The reason "Nothing goes wrong at all" is that ghc calculates the type Thing a using my type function Thang rather than trying to deduce it using a merely a bunch of assertions that there's a function there and it ought to be able to work it out.
Give it a go! Read Fun with Type Functions before reading the manual!
So, I have a pair of typeclasses that I'll be using a lot together, and I want to avoid specifying both each time. Basically, instead of putting
:: (Ord a, Fractional a, Ord b, Fractional b, ... Ord z, Fractional z) =>
at the beginning of all my type specifications, I'd rather put
:: (OrdFractional a, OrdFractional b, ... OrdFractional z)
So, my initial idea on how to do this was to just declare a new typeclass
module Example where
class (Fractional a, Ord a) => OrdFractional a
example :: (OrdFractional a, OrdFractional b) => (a,b) -> (a,b) -> (a,b) -> Bool
example (x1,y1) (x2,y2) (x3,y3) = (x1/x2 < x2/x3) && (y1/y2 < y2/y3)
But this didn't work as automagically as I wished it would:
% ghci
Prelude> :l Example.hs
Ok, modules loaded: Example.
Prelude Example> example (1::Float,3::Float) (2,2) (3,1)
<interactive>:1:0:
No instance for (OrdFractional Float)
arising from a use of `example' at <interactive>:1:0-39
Possible fix:
add an instance declaration for (OrdFractional Float)
In the expression: example (1 :: Float, 3 :: Float) (2, 2) (3, 1)
In the definition of `it':
it = example (1 :: Float, 3 :: Float) (2, 2) (3, 1)
Manually creating instances seems like a drag so, next, I thought I might try to automatically create instances:
module Example where
class OrdFractional a
instance (Fractional a, Ord a) => OrdFractional a
example :: (OrdFractional a, OrdFractional b) => (a,b) -> (a,b) -> (a,b) -> Bool
example (x1,y1) (x2,y2) (x3,y3) = (x1/x2 < x2/x3) && (y1/y2 < y2/y3)
But the compiler didn't like that:
ghc -c Example.hs
Example.hs:4:0:
Illegal instance declaration for `OrdFractional a'
(All instance types must be of the form (T a1 ... an)
where a1 ... an are type *variables*,
and each type variable appears at most once in the instance head.
Use -XFlexibleInstances if you want to disable this.)
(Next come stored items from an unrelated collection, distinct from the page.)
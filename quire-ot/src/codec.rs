//! OperationCodec: the persisted forms of a [`TextOperation`].
//!
//! Two encodings share one validation path:
//!
//! - **JSON**, for the relational boundary (`operation_data` column):
//!   `{"base_len":5,"components":[{"retain":5},{"insert":", world"}]}`
//! - **Binary**, bincode with the standard config, for the embedded store.
//!
//! Decoding only accepts canonical component sequences, so a decoded
//! operation re-encodes to exactly the bytes it came from.
//!
//! The older client message shape (`{"type":"insert","position":5,...}`) is
//! accepted through [`PositionalEdit`] and [`from_positional`].

use serde::{Deserialize, Serialize};

use crate::component::{Component, ComponentKind, TextOperation};
use crate::error::OtError;

/// Wire shape of a [`TextOperation`]; converted with validation.
#[derive(Debug, Clone, Serialize, Deserialize)]
pub(crate) struct EncodedOperation {
    base_len: usize,
    components: Vec<Component>,
}

impl TryFrom<EncodedOperation> for TextOperation {
    type Error = OtError;

    fn try_from(encoded: EncodedOperation) -> Result<Self, Self::Error> {
        let mut previous: Option<ComponentKind> = None;
        for (i, component) in encoded.components.iter().enumerate() {
            if component.is_empty() {
                return Err(OtError::malformed(format!("component {i} is empty")));
            }
            let kind = component.kind();
            match (previous, kind) {
                (Some(prev), kind) if prev == kind => {
                    return Err(OtError::malformed(format!(
                        "components {} and {i} are both {kind:?} and must be merged",
                        i - 1
                    )));
                }
                (Some(ComponentKind::Delete), ComponentKind::Insert) => {
                    return Err(OtError::malformed(format!(
                        "insert at component {i} must precede the delete before it"
                    )));
                }
                _ => {}
            }
            previous = Some(kind);
        }

        let op: TextOperation = encoded.components.into_iter().collect();
        if op.base_len() != encoded.base_len {
            return Err(OtError::malformed(format!(
                "components cover {} characters but base_len is {}",
                op.base_len(),
                encoded.base_len
            )));
        }
        Ok(op)
    }
}

impl From<TextOperation> for EncodedOperation {
    fn from(op: TextOperation) -> Self {
        Self {
            base_len: op.base_len(),
            components: op.into_components(),
        }
    }
}

/// Encode as canonical JSON.
pub fn encode_json(op: &TextOperation) -> Result<String, OtError> {
    serde_json::to_string(op).map_err(|e| OtError::malformed(e.to_string()))
}

/// Decode and validate the JSON form.
pub fn decode_json(input: &str) -> Result<TextOperation, OtError> {
    serde_json::from_str(input).map_err(|e| OtError::malformed(e.to_string()))
}

/// Encode as bincode (standard config).
pub fn encode_binary(op: &TextOperation) -> Result<Vec<u8>, OtError> {
    bincode::serde::encode_to_vec(op, bincode::config::standard())
        .map_err(|e| OtError::malformed(e.to_string()))
}

/// Decode and validate the binary form. Trailing bytes are rejected.
pub fn decode_binary(bytes: &[u8]) -> Result<TextOperation, OtError> {
    let (op, read): (TextOperation, usize) =
        bincode::serde::decode_from_slice(bytes, bincode::config::standard())
            .map_err(|e| OtError::malformed(e.to_string()))?;
    if read != bytes.len() {
        return Err(OtError::malformed(format!(
            "{} trailing bytes after operation",
            bytes.len() - read
        )));
    }
    Ok(op)
}

// ─── Positional edits ───────────────────────────────────────────────────────

/// One edit in the `{type, position, content, length}` message shape.
#[derive(Debug, Clone, PartialEq, Eq, Serialize, Deserialize)]
#[serde(tag = "type", rename_all = "lowercase")]
pub enum PositionalEdit {
    Insert { position: usize, content: String },
    Delete { position: usize, length: usize },
    Retain { position: usize, length: usize },
}

impl PositionalEdit {
    pub fn position(&self) -> usize {
        match self {
            PositionalEdit::Insert { position, .. }
            | PositionalEdit::Delete { position, .. }
            | PositionalEdit::Retain { position, .. } => *position,
        }
    }
}

/// Build an operation over `base_len` characters from edits sorted by position.
///
/// Positions refer to the base document. Edits may share a position but their
/// delete/retain ranges must not overlap.
pub fn from_positional(base_len: usize, edits: &[PositionalEdit]) -> Result<TextOperation, OtError> {
    let mut op = TextOperation::new();
    let mut cursor = 0;

    for edit in edits {
        let position = edit.position();
        if position < cursor {
            return Err(OtError::malformed(format!(
                "edit at {position} overlaps the previous edit ending at {cursor}"
            )));
        }
        if position > base_len {
            return Err(OtError::malformed(format!(
                "edit at {position} is past the end of a {base_len}-character document"
            )));
        }
        op.retain(position - cursor);
        cursor = position;

        match edit {
            PositionalEdit::Insert { content, .. } => {
                op.insert(content);
            }
            PositionalEdit::Delete { length, .. } | PositionalEdit::Retain { length, .. } => {
                let end = position
                    .checked_add(*length)
                    .filter(|end| *end <= base_len)
                    .ok_or_else(|| {
                        OtError::malformed(format!(
                            "range {position}+{length} exceeds a {base_len}-character document"
                        ))
                    })?;
                if matches!(edit, PositionalEdit::Delete { .. }) {
                    op.delete(*length);
                } else {
                    op.retain(*length);
                }
                cursor = end;
            }
        }
    }

    op.retain(base_len - cursor);
    Ok(op)
}

/// Decode one positional edit or an array of them and build the operation.
pub fn decode_positional_json(base_len: usize, input: &str) -> Result<TextOperation, OtError> {
    #[derive(Deserialize)]
    #[serde(untagged)]
    enum OneOrMany {
        Many(Vec<PositionalEdit>),
        One(PositionalEdit),
    }

    let edits = match serde_json::from_str(input).map_err(|e| OtError::malformed(e.to_string()))? {
        OneOrMany::Many(edits) => edits,
        OneOrMany::One(edit) => vec![edit],
    };
    from_positional(base_len, &edits)
}
//! Mapping positions and ranges through an accepted operation.
//!
//! Two kinds of position are mapped here:
//!
//! - **Character positions** (`project_position`, `project_range`) name a
//!   character of the base document. They follow that character and vanish
//!   when it is deleted. Comment anchors use these.
//! - **Gap positions** (`transform_cursor`) name the gap between two
//!   characters. They always survive; a gap inside a deleted span collapses
//!   to the deletion point. Live cursors use these.

use crate::component::{Component, TextOperation};

/// Map the character at `pos` through `op`.
///
/// `pos == op.base_len()` is the end-of-document position and maps to
/// `op.target_len()`. Returns `None` when the character was deleted or
/// `pos` lies past the end.
pub fn project_position(pos: usize, op: &TextOperation) -> Option<usize> {
    let mut old = 0;
    let mut new = 0;
    for component in op.components() {
        match component {
            Component::Retain(n) => {
                if pos < old + n {
                    return Some(new + (pos - old));
                }
                old += n;
                new += n;
            }
            Component::Insert(text) => new += text.chars().count(),
            Component::Delete(n) => {
                if pos < old + n {
                    return None;
                }
                old += n;
            }
        }
    }
    (pos == old).then_some(new)
}

/// Map the half-open range `[start, end)` through `op`.
///
/// The result spans from the first to the last surviving character of the
/// range, including anything inserted between them. Returns `None` when
/// every character of the range was deleted or the range is out of bounds.
/// An empty range maps like a cursor.
pub fn project_range(start: usize, end: usize, op: &TextOperation) -> Option<(usize, usize)> {
    if start > end || end > op.base_len() {
        return None;
    }
    if start == end {
        let at = transform_cursor(start, op, false);
        return Some((at, at));
    }

    let mut old = 0;
    let mut new = 0;
    let mut first = None;
    let mut last = None;
    for component in op.components() {
        if old >= end {
            break;
        }
        match component {
            Component::Retain(n) => {
                let lo = start.max(old);
                let hi = end.min(old + n);
                if lo < hi {
                    first.get_or_insert(new + (lo - old));
                    last = Some(new + (hi - 1 - old));
                }
                old += n;
                new += n;
            }
            Component::Insert(text) => new += text.chars().count(),
            Component::Delete(n) => old += n,
        }
    }

    Some((first?, last? + 1))
}

/// Map the cursor gap at `pos` through `op`.
///
/// An insert exactly at the cursor pushes it forward only when `own` is
/// true, i.e. the cursor belongs to the operation's author. Positions past
/// the end clamp to the end of the result.
pub fn transform_cursor(pos: usize, op: &TextOperation, own: bool) -> usize {
    let mut old = 0;
    let mut new = 0;
    for component in op.components() {
        match component {
            Component::Retain(n) => {
                if pos < old + n {
                    return new + (pos - old);
                }
                old += n;
                new += n;
            }
            Component::Insert(text) => {
                if old == pos && !own {
                    return new;
                }
                new += text.chars().count();
            }
            Component::Delete(n) => {
                if pos < old + n {
                    return new;
                }
                old += n;
            }
        }
    }
    new
}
In the instance declaration for `OrdFractional a'
So is there a way I can do this?
With the ConstraintKinds extension introduced in GHC 7.4, constraints are now types of kind Constraint, so you can use ordinary type synonyms to get what you want:
{-# LANGUAGE ConstraintKinds #-}
type OrdFractional a = (Ord a, Fractional a)
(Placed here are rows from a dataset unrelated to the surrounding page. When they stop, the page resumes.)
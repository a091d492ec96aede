//! Materialised document bodies.
//!
//! ```text
//!   persisted cache ──load──► Body { rope, version } ◄──fold── entries_since(version)
//!   (snapshots CF)  ◄─persist── every N versions
//! ```
//!
//! The cache is derived data. Any mismatch between a folded body and the
//! length recorded in the log discards it and replays from version 1.
//! At most `max_cached_bodies` bodies stay in memory; the least recently
//! read one is dropped first and reloaded on demand.

use std::num::NonZeroUsize;
use std::sync::Arc;

use lru::LruCache;
use parking_lot::Mutex;
use ropey::Rope;

use crate::config::SnapshotConfig;
use crate::error::CollabError;
use crate::model::{DocumentId, Snapshot, VersionEntry};
use crate::sequencer::AcceptListener;
use crate::storage::VersionLog;

/// A materialised document body.
struct Body {
    rope: Rope,
    /// Version the rope reflects.
    version: u64,
    /// Newest version written to the persisted cache.
    persisted_version: u64,
}

impl Body {
    fn empty() -> Self {
        Self {
            rope: Rope::new(),
            version: 0,
            persisted_version: 0,
        }
    }

    /// Apply one entry; false if it does not line up with the body.
    fn fold(&mut self, entry: &VersionEntry) -> bool {
        if entry.version != self.version + 1 {
            return false;
        }
        if quire_ot::apply_to_rope(&mut self.rope, &entry.operation.components).is_err() {
            return false;
        }
        self.version = entry.version;
        self.rope.len_chars() == entry.result_len
    }
}

type BodySlot = Arc<Mutex<Option<Body>>>;

/// Serves `(content, version)` snapshots from bodies folded out of the
/// version log.
pub struct SnapshotManager {
    log: Arc<dyn VersionLog>,
    /// Persist every N versions (0 never persists outside `rebuild`).
    persist_interval: u64,
    /// Loaded bodies, least recently read evicted first.
    bodies: Mutex<LruCache<DocumentId, BodySlot>>,
}

impl SnapshotManager {
    /// Create a manager reading from `log`. Nothing is loaded until the
    /// first snapshot of a document is requested.
    pub fn new(log: Arc<dyn VersionLog>, config: &SnapshotConfig) -> Self {
        let bodies = match NonZeroUsize::new(config.max_cached_bodies) {
            Some(capacity) => LruCache::new(capacity),
            None => LruCache::unbounded(),
        };
        Self {
            log,
            persist_interval: config.persist_interval,
            bodies: Mutex::new(bodies),
        }
    }

    /// Current content and the version it reflects.
    ///
    /// Starts from the in-memory body, else from the persisted cache, else
    /// from an empty document, and folds every newer log entry into it.
    pub fn snapshot(&self, document: DocumentId) -> Result<Snapshot, CollabError> {
        let slot = self.slot(document);
        let mut guard = slot.lock();

        let body = match guard.take() {
            Some(body) => body,
            None => self.load(document)?,
        };
        let body = self.catch_up(document, body)?;
        let snapshot = Snapshot {
            document,
            version: body.version,
            content: body.rope.to_string(),
        };
        *guard = Some(body);
        Ok(snapshot)
    }

    /// Discard the cache and replay the whole log, then persist the result.
    pub fn rebuild(&self, document: DocumentId) -> Result<Snapshot, CollabError> {
        let slot = self.slot(document);
        let mut guard = slot.lock();
        guard.take();

        let mut body = self.replay(document)?;
        self.persist(document, &mut body);
        let snapshot = Snapshot {
            document,
            version: body.version,
            content: body.rope.to_string(),
        };
        *guard = Some(body);
        Ok(snapshot)
    }

    /// Drop the in-memory body; the next snapshot reloads it.
    pub fn invalidate(&self, document: DocumentId) {
        self.bodies.lock().pop(&document);
    }

    /// Version of the in-memory body, if one is loaded.
    pub fn cached_version(&self, document: DocumentId) -> Option<u64> {
        let slot = self.loaded_slot(document)?;
        let guard = slot.lock();
        guard.as_ref().map(|b| b.version)
    }

    /// Number of documents with a body slot in memory.
    pub fn cached_documents(&self) -> usize {
        self.bodies.lock().len()
    }

    /// The slot of `document`, created if needed and marked as most
    /// recently used. May evict another document's body.
    fn slot(&self, document: DocumentId) -> BodySlot {
        let mut bodies = self.bodies.lock();
        if let Some(slot) = bodies.get(&document) {
            return slot.clone();
        }
        let slot = BodySlot::default();
        if let Some((evicted, _)) = bodies.push(document, slot.clone()) {
            log::debug!("Evicted snapshot body of {evicted}");
        }
        slot
    }

    /// The slot of `document` if present, without touching recency.
    fn loaded_slot(&self, document: DocumentId) -> Option<BodySlot> {
        self.bodies.lock().peek(&document).cloned()
    }

    /// Start from the persisted cache when it checks out, else from empty.
    fn load(&self, document: DocumentId) -> Result<Body, CollabError> {
        let Some(persisted) = self.log.load_snapshot(document)? else {
            return Ok(Body::empty());
        };

        let recorded = self.log.entry(document, persisted.version)?;
        let len = persisted.content.chars().count();
        match recorded {
            Some(entry) if entry.result_len == len => Ok(Body {
                rope: Rope::from_str(&persisted.content),
                version: persisted.version,
                persisted_version: persisted.version,
            }),
            _ => {
                log::warn!(
                    "Persisted snapshot of {document} at version {} is inconsistent, rebuilding",
                    persisted.version
                );
                Ok(Body::empty())
            }
        }
    }

    fn catch_up(&self, document: DocumentId, mut body: Body) -> Result<Body, CollabError> {
        let entries = self.log.entries_since(document, body.version)?;
        if entries.is_empty() {
            return Ok(body);
        }
        for entry in &entries {
            if !body.fold(entry) {
                log::warn!(
                    "Snapshot of {document} diverged at version {}, rebuilding from version 1",
                    entry.version
                );
                let mut rebuilt = self.replay(document)?;
                self.persist(document, &mut rebuilt);
                return Ok(rebuilt);
            }
        }
        self.maybe_persist(document, &mut body);
        Ok(body)
    }

    fn replay(&self, document: DocumentId) -> Result<Body, CollabError> {
        let mut body = Body::empty();
        for entry in self.log.entries_since(document, 0)? {
            if !body.fold(&entry) {
                return Err(CollabError::storage(format!(
                    "log of {document} does not replay at version {}",
                    entry.version
                )));
            }
        }
        Ok(body)
    }

    fn maybe_persist(&self, document: DocumentId, body: &mut Body) {
        if self.persist_interval > 0 && body.version >= body.persisted_version + self.persist_interval {
            self.persist(document, body);
        }
    }

    fn persist(&self, document: DocumentId, body: &mut Body) {
        let snapshot = Snapshot {
            document,
            version: body.version,
            content: body.rope.to_string(),
        };
        match self.log.save_snapshot(&snapshot) {
            Ok(()) => {
                body.persisted_version = body.version;
                log::debug!("Persisted snapshot of {document} at version {}", body.version);
            }
            Err(e) => log::error!("Failed to persist snapshot of {document}: {e}"),
        }
    }
}

impl AcceptListener for SnapshotManager {
    /// Fold the new entry into a loaded body; unloaded bodies stay lazy.
    fn on_accepted(&self, entry: &VersionEntry) {
        let Some(slot) = self.loaded_slot(entry.document) else {
            return;
        };
        let mut guard = slot.lock();
        let Some(body) = guard.as_mut() else {
            return;
        };
        if body.version >= entry.version {
            return;
        }
        if body.fold(entry) {
            self.maybe_persist(entry.document, body);
        } else {
            guard.take();
        }
    }
}

#[cfg(test)]
mod tests {
    use super::*;
    use crate::model::{Document, Operation};
    use crate::storage::MemoryLog;
    use quire_ot::TextOperation;
    use uuid::Uuid;

    fn setup(content: &str, persist_interval: u64) -> (Arc<MemoryLog>, SnapshotManager, Document) {
        let log = Arc::new(MemoryLog::new());
        let owner = Uuid::new_v4();
        let doc = Document::new(owner, "snap", false);
        let id = doc.id;
        log.create_document(doc, Operation::new(id, owner, 0, TextOperation::insert_at(0, 0, content).unwrap()))
            .unwrap();
        let manager = SnapshotManager::new(
            log.clone(),
            &SnapshotConfig {
                persist_interval,
                ..SnapshotConfig::default()
            },
        );
        let doc = log.document(id).unwrap();
        (log, manager, doc)
    }

    fn append(log: &MemoryLog, doc: DocumentId, pos: usize, text: &str) -> VersionEntry {
        let current = log.document(doc).unwrap();
        let op = TextOperation::insert_at(current.length, pos, text).unwrap();
        log.append(Operation::new(doc, Uuid::new_v4(), current.version, op), current.version)
            .unwrap()
    }

    #[test]
    fn test_snapshot_folds_lazily() {
        let (log, manager, doc) = setup("Hello", 0);
        assert_eq!(manager.cached_version(doc.id), None);

        append(&log, doc.id, 5, ", world");
        let snap = manager.snapshot(doc.id).unwrap();
        assert_eq!(snap.version, 2);
        assert_eq!(snap.content, "Hello, world");
        assert_eq!(manager.cached_version(doc.id), Some(2));
    }

    #[test]
    fn test_snapshot_is_idempotent() {
        let (log, manager, doc) = setup("abc", 0);
        append(&log, doc.id, 0, "x");
        let first = manager.snapshot(doc.id).unwrap();
        let second = manager.snapshot(doc.id).unwrap();
        assert_eq!(first, second);
    }

    #[test]
    fn test_on_accepted_folds_loaded_body() {
        let (log, manager, doc) = setup("abc", 0);
        manager.snapshot(doc.id).unwrap();

        let entry = append(&log, doc.id, 3, "d");
        manager.on_accepted(&entry);
        assert_eq!(manager.cached_version(doc.id), Some(2));
        assert_eq!(manager.snapshot(doc.id).unwrap().content, "abcd");
    }

    #[test]
    fn test_persists_every_interval() {
        let (log, manager, doc) = setup("", 3);
        for i in 0..3 {
            append(&log, doc.id, i, "z");
        }
        manager.snapshot(doc.id).unwrap();

        let persisted = log.load_snapshot(doc.id).unwrap().unwrap();
        assert_eq!(persisted.version, 4);
        assert_eq!(persisted.content, "zzz");
    }

    #[test]
    fn test_starts_from_persisted_cache() {
        let (log, manager, doc) = setup("Hello", 0);
        append(&log, doc.id, 5, "!");
        manager.rebuild(doc.id).unwrap();
        append(&log, doc.id, 0, ">");

        let fresh = SnapshotManager::new(
            log.clone(),
            &SnapshotConfig {
                persist_interval: 0,
                ..SnapshotConfig::default()
            },
        );
        let snap = fresh.snapshot(doc.id).unwrap();
        assert_eq!(snap.content, ">Hello!");
        assert_eq!(snap.version, 3);
    }

    #[test]
    fn test_inconsistent_persisted_cache_is_rebuilt() {
        let (log, manager, doc) = setup("Hello", 0);
        log.save_snapshot(&Snapshot {
            document: doc.id,
            version: 1,
            content: "Hello there".into(),
        })
        .unwrap();

        let snap = manager.snapshot(doc.id).unwrap();
        assert_eq!(snap.content, "Hello");
    }

    #[test]
    fn test_invalidate_and_rebuild_agree() {
        let (log, manager, doc) = setup("one", 0);
        append(&log, doc.id, 3, " two");
        let before = manager.snapshot(doc.id).unwrap();

        manager.invalidate(doc.id);
        assert_eq!(manager.cached_version(doc.id), None);
        assert_eq!(manager.snapshot(doc.id).unwrap(), before);
        assert_eq!(manager.rebuild(doc.id).unwrap(), before);
        assert_eq!(log.load_snapshot(doc.id).unwrap().map(|s| s.version), Some(2));
    }

    #[test]
    fn test_cache_evicts_least_recently_used() {
        let (log, _manager, first) = setup("one", 0);
        let manager = SnapshotManager::new(
            log.clone(),
            &SnapshotConfig {
                persist_interval: 0,
                max_cached_bodies: 2,
            },
        );
        let owner = Uuid::new_v4();
        let mut others = Vec::new();
        for content in ["two", "three"] {
            let doc = Document::new(owner, content, false);
            let id = doc.id;
            log.create_document(doc, Operation::new(id, owner, 0, TextOperation::insert_at(0, 0, content).unwrap()))
                .unwrap();
            others.push(id);
        }
        let (second, third) = (others[0], others[1]);

        manager.snapshot(first.id).unwrap();
        manager.snapshot(second).unwrap();
        manager.snapshot(first.id).unwrap();
        manager.snapshot(third).unwrap();

        assert_eq!(manager.cached_documents(), 2);
        assert_eq!(manager.cached_version(second), None);
        assert_eq!(manager.cached_version(first.id), Some(1));
        assert_eq!(manager.cached_version(third), Some(1));

        // Evicted bodies reload on demand.
        assert_eq!(manager.snapshot(second).unwrap().content, "two");
        assert_eq!(manager.cached_documents(), 2);
        assert_eq!(manager.cached_version(first.id), None);
    }

    #[test]
    fn test_unknown_document() {
        let (_log, manager, _doc) = setup("", 0);
        let id = Uuid::new_v4();
        assert_eq!(manager.snapshot(id), Err(CollabError::DocumentNotFound(id)));
    }
}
What you want is a class alias. There is a proposal to add it to Haskell at http://repetae.net/recent/out/classalias.html
When the compiler says "Use -XFlexibleInstances", you should try adding
{-# LANGUAGE FlexibleInstances #-}
to the top of your source (and go read the documentation to learn what it does, of course!).
In this specific case, this will make your code work:
{-# LANGUAGE FlexibleInstances, UndecidableInstances #-}
Flexible instances are required in order to enable the => context on the instance head, and undecidable instances are required because the compiler, when handling an OrdFractional a context, can end adding Fractional a and Ord a to the context -- which doesn't directly help with finally determining a, and under suitably horrible circumstances, typechecking may diverge; the compiler really doesn't like that. (You probably wouldn't like it if the compiler went on forever or ran out of memory, either.)
No.
Your solution of a superclass implying the other classes is the closest to what you want that is possible in Haskell. Even though that requires manual instances of that new class it is sometimes used, for example in the rewriting library.
As CesarB mentioned class aliases do what you want (and more), but they're just a proposal that's been around for years now and have never been implemented, probably because there are numerous problems with it. Instead, various other proposals have popped up, but none of those were implemented either. (For a list of those proposals, see this Haskellwiki page.) One of the projects at Hac5 was to modify the GHC to include a small subset of class aliases called context synonyms (which do exactly what you are asking for here and nothing more), but sadly it was never finished.